• [WORK TASK]:
Find the lines of the material below that include the string "ContentSet", then copy each one.

• [DATA TO EXAMINE]:
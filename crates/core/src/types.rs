use bytes::Bytes;
use chrono::{DateTime, Utc};
use serde::{Deserialize, Serialize};
use std::fmt;
use std::path::Path;
use uuid::Uuid;

/// Verb of a campaign-platform call.
#[derive(Debug, Clone, Copy, PartialEq, Eq, Hash, Serialize, Deserialize)]
#[serde(rename_all = "lowercase")]
pub enum RemoteMethod {
    Read,
    Create,
    Replace,
    Delete,
}

impl RemoteMethod {
    pub fn as_str(&self) -> &'static str {
        match self {
            Self::Read => "GET",
            Self::Create => "POST",
            Self::Replace => "PUT",
            Self::Delete => "DELETE",
        }
    }
}

impl fmt::Display for RemoteMethod {
    fn fmt(&self, f: &mut fmt::Formatter<'_>) -> fmt::Result {
        f.write_str(self.as_str())
    }
}

impl From<RemoteMethod> for reqwest::Method {
    fn from(method: RemoteMethod) -> Self {
        match method {
            RemoteMethod::Read => reqwest::Method::GET,
            RemoteMethod::Create => reqwest::Method::POST,
            RemoteMethod::Replace => reqwest::Method::PUT,
            RemoteMethod::Delete => reqwest::Method::DELETE,
        }
    }
}

// ─── Identifiers ────────────────────────────────────────────────────────────

/// Identifier of a campaign, minted by the platform on creation.
#[derive(Debug, Clone, PartialEq, Eq, Hash, Serialize, Deserialize)]
#[serde(transparent)]
pub struct CampaignId(String);

/// Identifier of a campaign's email message. Only disclosed by the
/// platform once the campaign's identity has been set.
#[derive(Debug, Clone, PartialEq, Eq, Hash, Serialize, Deserialize)]
#[serde(transparent)]
pub struct EmailMessageId(String);

macro_rules! opaque_id {
    ($name:ident) => {
        impl $name {
            pub fn new(id: impl Into<String>) -> Self {
                Self(id.into())
            }

            pub fn as_str(&self) -> &str {
                &self.0
            }

            pub fn into_inner(self) -> String {
                self.0
            }
        }

        impl fmt::Display for $name {
            fn fmt(&self, f: &mut fmt::Formatter<'_>) -> fmt::Result {
                f.write_str(&self.0)
            }
        }
    };
}

opaque_id!(CampaignId);
opaque_id!(EmailMessageId);

// ─── Campaign Input ─────────────────────────────────────────────────────────

/// Sender fields applied to the email message.
#[derive(Debug, Clone, Serialize, Deserialize)]
pub struct SenderIdentity {
    pub from_name: String,
    /// Local part only; the domain is fixed by the platform account.
    pub from_email_username: String,
    pub reply_to_email: String,
}

/// Who receives the campaign. Both fields are forwarded as-is; the
/// platform decides precedence when both are set.
#[derive(Debug, Clone, Default, PartialEq, Serialize, Deserialize)]
pub struct AudienceTargeting {
    pub filter: Option<serde_json::Value>,
    pub segment_id: Option<String>,
}

impl AudienceTargeting {
    /// Targets the entire audience.
    pub fn everyone() -> Self {
        Self::default()
    }
}

pub const DEFAULT_ARCHIVE_CONTENT_TYPE: &str = "application/zip";

/// Zip archive holding `index.mjml` and the assets it references.
#[derive(Debug, Clone)]
pub struct MjmlArchive {
    bytes: Bytes,
    content_type: String,
}

impl MjmlArchive {
    pub fn new(bytes: impl Into<Bytes>) -> Self {
        Self {
            bytes: bytes.into(),
            content_type: DEFAULT_ARCHIVE_CONTENT_TYPE.to_string(),
        }
    }

    pub fn with_content_type(mut self, content_type: impl Into<String>) -> Self {
        self.content_type = content_type.into();
        self
    }

    /// Reads an archive already built on disk.
    pub async fn from_path(path: impl AsRef<Path>) -> std::io::Result<Self> {
        let bytes = tokio::fs::read(path).await?;
        Ok(Self::new(bytes))
    }

    /// Cheap clone of the archive body.
    pub fn bytes(&self) -> Bytes {
        self.bytes.clone()
    }

    pub fn content_type(&self) -> &str {
        &self.content_type
    }

    pub fn len(&self) -> usize {
        self.bytes.len()
    }

    pub fn is_empty(&self) -> bool {
        self.bytes.is_empty()
    }
}

/// Everything needed to provision one campaign.
#[derive(Debug, Clone)]
pub struct CampaignDraft {
    pub emoji: String,
    pub name: String,
    pub sender: SenderIdentity,
    pub subject: String,
    pub audience: AudienceTargeting,
    pub archive: MjmlArchive,
}

// ─── Platform Values ────────────────────────────────────────────────────────

/// Single-use upload destination issued for one email message.
#[derive(Debug, Clone, PartialEq, Eq, Serialize, Deserialize)]
#[serde(rename_all = "camelCase")]
pub struct UploadTicket {
    /// Server-assigned object name, echoed back on confirmation.
    pub filename: String,
    pub presigned_url: String,
}

/// Content editor mode of an email message.
#[derive(Debug, Clone, Copy, PartialEq, Eq, Serialize, Deserialize)]
pub enum EditorType {
    #[serde(rename = "MJML")]
    Mjml,
}

/// Campaign lifecycle status as the platform names it.
#[derive(Debug, Clone, Copy, PartialEq, Eq, Serialize, Deserialize)]
pub enum CampaignStatus {
    Draft,
    Scheduled,
    Sent,
}

/// When a scheduled campaign goes out.
#[derive(Debug, Clone, Copy, PartialEq, Eq, Serialize, Deserialize)]
#[serde(rename_all = "lowercase")]
pub enum SchedulingMethod {
    Now,
}

// ─── Workflow ───────────────────────────────────────────────────────────────

/// Furthest point a provisioning run has reached. Runs only move forward.
#[derive(Debug, Clone, Copy, Default, PartialEq, Eq, PartialOrd, Ord, Hash, Serialize, Deserialize)]
#[serde(rename_all = "kebab-case")]
pub enum ProvisioningStage {
    #[default]
    Absent,
    Created,
    IdentitySet,
    ContentSet,
    AudienceSet,
    SchedulingSet,
    Scheduled,
}

impl ProvisioningStage {
    pub fn as_str(&self) -> &'static str {
        match self {
            Self::Absent => "absent",
            Self::Created => "created",
            Self::IdentitySet => "identity-set",
            Self::ContentSet => "content-set",
            Self::AudienceSet => "audience-set",
            Self::SchedulingSet => "scheduling-set",
            Self::Scheduled => "scheduled",
        }
    }

    /// No operations are issued once a campaign is scheduled.
    pub fn is_terminal(&self) -> bool {
        matches!(self, Self::Scheduled)
    }
}

impl fmt::Display for ProvisioningStage {
    fn fmt(&self, f: &mut fmt::Formatter<'_>) -> fmt::Result {
        f.write_str(self.as_str())
    }
}

/// Summary of a completed provisioning run.
#[derive(Debug, Clone, Serialize, Deserialize)]
pub struct ProvisioningReport {
    pub run_id: Uuid,
    pub campaign_id: CampaignId,
    pub email_message_id: EmailMessageId,
    pub stage: ProvisioningStage,
    /// Calls issued to the platform API, excluding the blob transfer.
    pub platform_calls: usize,
    pub started_at: DateTime<Utc>,
    pub completed_at: DateTime<Utc>,
}
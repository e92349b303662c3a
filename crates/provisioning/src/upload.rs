//! MJML archive upload: announce the editor mode, obtain a presigned
//! destination, write the bytes to blob storage, then confirm.
//!
//! The phases run in order and are not retried as a unit. A failure part-way
//! leaves the email message in MJML mode with no bound content.

use campaign_core::{
    CampaignError, CampaignResult, EditorType, EmailMessageId, MjmlArchive, RemoteMethod,
    UploadTicket,
};
use serde::{Deserialize, Serialize};
use tracing::{debug, info};

use crate::mutators::CampaignApi;
use crate::remote::RemoteCall;

pub(crate) const UPLOAD_TICKET_PATH: &str = "/trpc/emailMessages.getPresignedMjmlUpload";

/// Platform calls issued by one upload, not counting the blob transfer.
pub(crate) const UPLOAD_PLATFORM_CALLS: usize = 3;

pub(crate) fn confirm_upload_path(id: &EmailMessageId) -> String {
    format!("/emailMessages/{id}/upload-mjml-zip")
}

/// Procedure-call envelope: the payload travels under `json`.
#[derive(Serialize)]
struct TrpcRequest<T> {
    json: T,
}

#[derive(Deserialize)]
struct TrpcResponse<T> {
    result: TrpcResult<T>,
}

#[derive(Deserialize)]
struct TrpcResult<T> {
    data: TrpcData<T>,
}

#[derive(Deserialize)]
struct TrpcData<T> {
    json: T,
}

#[derive(Serialize)]
#[serde(rename_all = "camelCase")]
struct TicketRequest<'a> {
    email_message_id: &'a EmailMessageId,
}

#[derive(Serialize)]
struct ConfirmUpload<'a> {
    filename: &'a str,
}

impl<R: RemoteCall> CampaignApi<R> {
    /// Ask the platform for a single-use upload destination.
    pub async fn request_upload_ticket(&self, id: &EmailMessageId) -> CampaignResult<UploadTicket> {
        let request = TrpcRequest {
            json: TicketRequest {
                email_message_id: id,
            },
        };
        let payload = self
            .send(RemoteMethod::Create, UPLOAD_TICKET_PATH, &request)
            .await?;

        let response: TrpcResponse<UploadTicket> =
            serde_json::from_value(payload).map_err(|e| CampaignError::UnexpectedResponse {
                method: RemoteMethod::Create,
                path: UPLOAD_TICKET_PATH.to_string(),
                message: format!("malformed upload ticket: {e}"),
            })?;
        Ok(response.result.data.json)
    }

    /// Write the archive straight to the ticket's presigned URL.
    pub async fn transfer_archive(
        &self,
        ticket: &UploadTicket,
        archive: &MjmlArchive,
    ) -> CampaignResult<()> {
        self.remote()
            .transfer(&ticket.presigned_url, archive.content_type(), archive.bytes())
            .await
    }

    /// Bind the uploaded object to the email message.
    pub async fn confirm_upload(&self, id: &EmailMessageId, filename: &str) -> CampaignResult<()> {
        self.send(
            RemoteMethod::Create,
            &confirm_upload_path(id),
            &ConfirmUpload { filename },
        )
        .await?;
        Ok(())
    }

    /// Run all four phases against one email message.
    ///
    /// The editor-mode change is assumed to gate ticket issuance on the
    /// platform side; it is not re-checked before requesting the ticket.
    pub async fn upload_mjml(&self, id: &EmailMessageId, archive: &MjmlArchive) -> CampaignResult<()> {
        self.set_editor_type(id, EditorType::Mjml).await?;

        let ticket = self.request_upload_ticket(id).await?;
        debug!(email_message_id = %id, filename = %ticket.filename, "Upload ticket issued");

        self.transfer_archive(&ticket, archive).await?;

        self.confirm_upload(id, &ticket.filename).await?;
        info!(
            email_message_id = %id,
            filename = %ticket.filename,
            bytes = archive.len(),
            "MJML archive uploaded"
        );
        Ok(())
    }
}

• [PROBLEM SOLUTION]:
    ContentSet,
            Self::ContentSet => "content-set",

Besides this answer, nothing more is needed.